With early phase 2 data, BridgeBio plots next steps for hypoparathyroidism drug

With early phase 2 data, BridgeBio plots next steps for hypoparathyroidism drug

BridgeBio Pharma’s treatment for a rare hormonal disorder helped patients reach normal levels of that hormone as well as of calcium, phosphorus and magnesium in their blood, early phase 2 data show. The company’s next stop will be a meeting with regulators ahead of a phase 3 study to figure out the treatment’s path to patients.

The company is developing the drug, encaleret, for patients with autosomal dominant hypocalcemia type 1. Also known as ADH1, this disorder is a rare form of hypoparathyroidism where the body produces low levels of parathyroid hormone, which plays a key role in regulating calcium and phosphorus levels in the body.

“Patients with ADH1 experience a range of symptoms associated with low blood calcium and high urine calcium, which cannot be adequately addressed with current standard of care therapies,” said Rachel Gafni, M.D., senior research physician and head of the Mineral Homeostasis Studies Group of the National Institute of Dental and Craniofacial Research, part of the National Institutes of Health, in a statement.

The standard of care includes vitamin D therapy and calcium supplements to address patients’ low calcium levels. In the phase 2b study, six adults with ADH1 took increasing daily doses of encaleret. They stopped vitamin D therapy and—if they got enough calcium from their diet—stopped taking calcium supplements.

After five days of treatment, the levels of parathyroid hormone, calcium, phosphorus and magnesium in patients’ blood were in the normal range, according to data presented virtually this weekend at the Endocrine Society’s annual meeting.

Two patients experienced hypophosphatemia, or low phosphate levels in the blood, the only treatment-related side effect. Both cases lasted a short time and resulted in no symptoms. Otherwise, the patients reported no serious side effects.

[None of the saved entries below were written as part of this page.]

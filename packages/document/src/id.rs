//! Stable identifiers for blocks and documents.

use crc32fast::Hasher;
use serde::{Deserialize, Serialize};
use std::fmt;

/// Handle of a block: an index into the tree's arena.
///
/// Slots are never reused, so a handle stays meaningful for the lifetime of
/// the document and can be persisted as a bookmark or comment anchor.
#[derive(Debug, Clone, Copy, PartialEq, Eq, PartialOrd, Ord, Hash, Serialize, Deserialize)]
#[serde(transparent)]
pub struct BlockId(pub u32);

impl BlockId {
    pub fn index(self) -> usize {
        self.0 as usize
    }
}

impl fmt::Display for BlockId {
    fn fmt(&self, f: &mut fmt::Formatter<'_>) -> fmt::Result {
        write!(f, "b{}", self.0)
    }
}

/// Document identifier used as the storage key
#[derive(Debug, Clone, PartialEq, Eq, PartialOrd, Ord, Hash, Serialize, Deserialize)]
#[serde(transparent)]
pub struct DocumentId(pub String);

impl DocumentId {
    pub fn new(id: impl Into<String>) -> Self {
        Self(id.into())
    }

    /// Deterministic id derived from a project-relative key (CRC32, hex)
    pub fn from_key(key: &str) -> Self {
        let mut hasher = Hasher::new();
        hasher.update(key.as_bytes());
        Self(format!("{:08x}", hasher.finalize()))
    }

    pub fn as_str(&self) -> &str {
        &self.0
    }
}

impl fmt::Display for DocumentId {
    fn fmt(&self, f: &mut fmt::Formatter<'_>) -> fmt::Result {
        f.write_str(&self.0)
    }
}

Caused by mutations in the CASR gene, ADH1 affects an estimated 12,000 people in the U.S., Gafni said. The patients in the phase 2b study had four different CASR mutations.

BridgeBio is zeroing in on ADH1 with encaleret, but the drug could be useful in other types of hypoparathyroidism, some of which can be caused not by genetic mutations but by autoimmune disease or surgical removal of the parathyroid glands.

Patients whose hypoparathyroidism is not controlled with vitamin D therapy and calcium supplements may receive recombinant human parathyroid hormone treatment. The FDA approved NPS Pharma’s hormonal injection, Natpara, in 2015, after granting it orphan designation. But the medicine’s new owner Takeda recalled it in 2019 because of a problem with the injector used to administer the drug.

“We look forward to working with regulators this year to define a potential path to approval for encaleret for the treatment of ADH1 and to exploring its potential use in patients with other forms of hypoparathyroidism,” said Jonathan Fox, M.D., Ph.D., chief medical officer of Calcilytix, the BridgeBio subsidiary developing encaleret, in the statement.

Encaleret is one of more than 20 programs in BridgeBio’s stable. Besides numerous treatments for rare genetic diseases, such as transthyretin amyloidosis and Gorlin syndrome, the company is also working on targeted drugs for cancer and gene therapies.